Canadians ages 18 to 34 are struggling the most with increasing interest rates and inflationary pressures, found the 2024 Consumer Debt Report prepared for the Credit Counselling Society (CCS) and released Feb. 13. The report is based on data from an Angus Reid survey fielded between Jan. 4 to 15, 2024. 

Fifty-four percent of these younger Canadians say they have taken on more debt to keep their finances afloat, the report revealed.

Moving back in with parents 

One in five Canadians ages 18 to 34 report having had to move back in with their parents or other relatives because of higher interest rates and inflation, while another 21 % says there is a significant chance that they could be obliged to do the same.

Meanwhile, 20 % of younger Canadians surveyed said they have taken on a second job or started a side gig to deal with the higher cost of living. Another 42 % said they believed there is a “significant possibility” they might have to do so.

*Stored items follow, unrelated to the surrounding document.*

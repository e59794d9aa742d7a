//! Host statistics probe.
//!
//! [`HostProbe`] is the seam between the host collector and the operating
//! system; [`SystemProbe`] is the production implementation backed by
//! `sysinfo` and `/proc` (via `procfs`). Every call returns a fresh
//! point-in-time snapshot; nothing is cached across scrapes.

use std::fs;

use procfs::Current;
use sysinfo::{CpuRefreshKind, Disks, MemoryRefreshKind, Networks, RefreshKind, System};

use crate::error::{CollectError, Result};

/// One logical CPU as reported by the OS.
#[derive(Debug, Clone, Default, PartialEq)]
pub struct CpuInfo {
    /// Physical socket identifier.
    pub physical_id: u32,
    /// Core identifier within the socket.
    pub core_id: u32,
    /// CPU vendor string.
    pub vendor_id: String,
    /// CPU model string.
    pub model_name: String,
    /// Clock speed in MHz.
    pub mhz: f64,
}

/// Host virtual memory facts.
#[derive(Debug, Clone, Copy, Default, PartialEq, Eq)]
pub struct MemoryInfo {
    /// Total physical memory in bytes.
    pub total_bytes: u64,
}

/// One network interface.
#[derive(Debug, Clone, Default, PartialEq, Eq)]
pub struct NetInterface {
    /// Interface index.
    pub index: u32,
    /// Interface name.
    pub name: String,
    /// Assigned addresses in CIDR notation.
    pub addresses: Vec<String>,
    /// Hardware (MAC) address.
    pub mac_address: String,
    /// Maximum transmission unit.
    pub mtu: u64,
}

/// Host identity facts.
#[derive(Debug, Clone, Default, PartialEq, Eq)]
pub struct HostIdentity {
    /// Host name.
    pub hostname: String,
    /// Operating system family, e.g. `linux`.
    pub os: String,
    /// Distribution identifier, e.g. `ubuntu`.
    pub platform: String,
    /// Distribution family or OS name.
    pub platform_family: String,
    /// Distribution version.
    pub platform_version: String,
    /// Machine identifier.
    pub host_id: String,
    /// Virtualization system, e.g. `kvm`, when detectable.
    pub virtualization_system: String,
    /// Virtualization role, `host` or `guest`, when detectable.
    pub virtualization_role: String,
}

/// One mounted disk partition.
#[derive(Debug, Clone, Default, PartialEq, Eq)]
pub struct DiskPartition {
    /// Mount point path.
    pub mountpoint: String,
    /// Total capacity in bytes, `None` when usage could not be read.
    pub total_bytes: Option<u64>,
}

/// Point-in-time access to host OS statistics.
pub trait HostProbe: Send + Sync {
    /// All logical CPUs.
    ///
    /// # Errors
    ///
    /// Returns an error when CPU information cannot be read.
    fn cpu_info(&self) -> Result<Vec<CpuInfo>>;

    /// Virtual memory facts.
    ///
    /// # Errors
    ///
    /// Returns an error when memory information cannot be read.
    fn virtual_memory(&self) -> Result<MemoryInfo>;

    /// All network interfaces.
    ///
    /// # Errors
    ///
    /// Returns an error when the interface list cannot be read.
    fn net_interfaces(&self) -> Result<Vec<NetInterface>>;

    /// Host identity facts.
    ///
    /// # Errors
    ///
    /// Returns an error when host identity cannot be determined.
    fn host_identity(&self) -> Result<HostIdentity>;

    /// All mounted disk partitions.
    ///
    /// # Errors
    ///
    /// Returns an error when the partition list cannot be read.
    fn disk_partitions(&self) -> Result<Vec<DiskPartition>>;
}

/// Production probe backed by `sysinfo` and `/proc`.
#[derive(Debug, Clone, Copy, Default)]
pub struct SystemProbe;

impl SystemProbe {
    /// Creates a new probe.
    #[must_use]
    pub fn new() -> Self {
        Self
    }
}

impl HostProbe for SystemProbe {
    fn cpu_info(&self) -> Result<Vec<CpuInfo>> {
        let sys = System::new_with_specifics(
            RefreshKind::nothing().with_cpu(CpuRefreshKind::everything()),
        );
        let cpuinfo = procfs::CpuInfo::current()
            .map_err(|e| CollectError::HostProbe(format!("/proc/cpuinfo: {e}")))?;

        let cpus = sys
            .cpus()
            .iter()
            .enumerate()
            .map(|(i, cpu)| CpuInfo {
                physical_id: cpuinfo.physical_id(i).unwrap_or(0),
                core_id: cpuinfo
                    .get_field(i, "core id")
                    .and_then(|v| v.trim().parse().ok())
                    .unwrap_or(i as u32),
                vendor_id: cpu.vendor_id().to_string(),
                model_name: cpu.brand().to_string(),
                mhz: cpu.frequency() as f64,
            })
            .collect();
        Ok(cpus)
    }

    fn virtual_memory(&self) -> Result<MemoryInfo> {
        let sys = System::new_with_specifics(
            RefreshKind::nothing().with_memory(MemoryRefreshKind::everything()),
        );
        Ok(MemoryInfo {
            total_bytes: sys.total_memory(),
        })
    }

    fn net_interfaces(&self) -> Result<Vec<NetInterface>> {
        let networks = Networks::new_with_refreshed_list();
        let mut interfaces: Vec<NetInterface> = networks
            .iter()
            .map(|(name, data)| NetInterface {
                index: read_sysfs_u64(&format!("/sys/class/net/{name}/ifindex")) as u32,
                name: name.clone(),
                addresses: data.ip_networks().iter().map(ToString::to_string).collect(),
                mac_address: data.mac_address().to_string(),
                mtu: read_sysfs_u64(&format!("/sys/class/net/{name}/mtu")),
            })
            .collect();
        interfaces.sort_by(|a, b| a.name.cmp(&b.name));
        Ok(interfaces)
    }

    fn host_identity(&self) -> Result<HostIdentity> {
        let hostname = hostname::get()
            .map_err(|e| CollectError::HostProbe(format!("hostname: {e}")))?
            .to_string_lossy()
            .into_owned();

        let (virtualization_system, virtualization_role) = detect_virtualization();

        Ok(HostIdentity {
            hostname,
            os: std::env::consts::OS.to_string(),
            platform: System::distribution_id(),
            platform_family: System::name().unwrap_or_default(),
            platform_version: System::os_version().unwrap_or_default(),
            host_id: fs::read_to_string("/etc/machine-id")
                .map(|v| v.trim().to_string())
                .unwrap_or_default(),
            virtualization_system,
            virtualization_role,
        })
    }

    fn disk_partitions(&self) -> Result<Vec<DiskPartition>> {
        let disks = Disks::new_with_refreshed_list();
        Ok(disks
            .list()
            .iter()
            .map(|disk| DiskPartition {
                mountpoint: disk.mount_point().display().to_string(),
                total_bytes: Some(disk.total_space()),
            })
            .collect())
    }
}

fn read_sysfs_u64(path: &str) -> u64 {
    fs::read_to_string(path)
        .ok()
        .and_then(|v| v.trim().parse().ok())
        .unwrap_or(0)
}

fn detect_virtualization() -> (String, String) {
    if std::path::Path::new("/sys/module/kvm").exists() {
        return ("kvm".to_string(), "host".to_string());
    }
    let is_guest = procfs::CpuInfo::current()
        .ok()
        .and_then(|info| info.get_field(0, "flags").map(|f| f.contains("hypervisor")))
        .unwrap_or(false);
    if is_guest {
        (String::new(), "guest".to_string())
    } else {
        (String::new(), String::new())
    }
}

#[cfg(test)]
mod tests {
    use super::*;

    #[test]
    fn cpu_info_default_is_zeroed() {
        let info = CpuInfo::default();
        assert_eq!(info.physical_id, 0);
        assert_eq!(info.core_id, 0);
        assert!(info.vendor_id.is_empty());
    }

    #[test]
    fn disk_partition_without_usage_carries_none() {
        let partition = DiskPartition {
            mountpoint: "/data".to_string(),
            total_bytes: None,
        };
        assert_eq!(partition.total_bytes, None);
    }

    #[test]
    fn system_probe_memory_is_readable() {
        let probe = SystemProbe::new();
        let mem = probe.virtual_memory().unwrap();
        assert!(mem.total_bytes > 0);
    }

    #[test]
    fn system_probe_identity_has_os() {
        let probe = SystemProbe::new();
        let identity = probe.host_identity().unwrap();
        assert!(!identity.os.is_empty());
    }
}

Spending more on essentials  

Among all respondents, the survey revealed that 85 % of Canadians who reported being worse off financially now compared to one year ago, attributed this situation to “spending more on essentials as a leading cause.” 47 % cited an increase in debt, and 38 % mentioned emergency expenses as contributing to this decline. 

"For the third year in a row we've seen a decrease in how confident Canadians feel about their current financial situation," states Peta Wales, President & CEO of the Credit Counselling Society. "These are challenging times for a lot of folks. Taking on more debt, or eroding your savings to get by, will spell even more hardship in the future." 

Wales urges those who are anxious about their finances to seek out expert help. "Don't let fear paralyze you, or worse, cause your overall mental health to suffer. Be proactive and get help, you'll feel better for taking action and can look forward to a more stable financial future."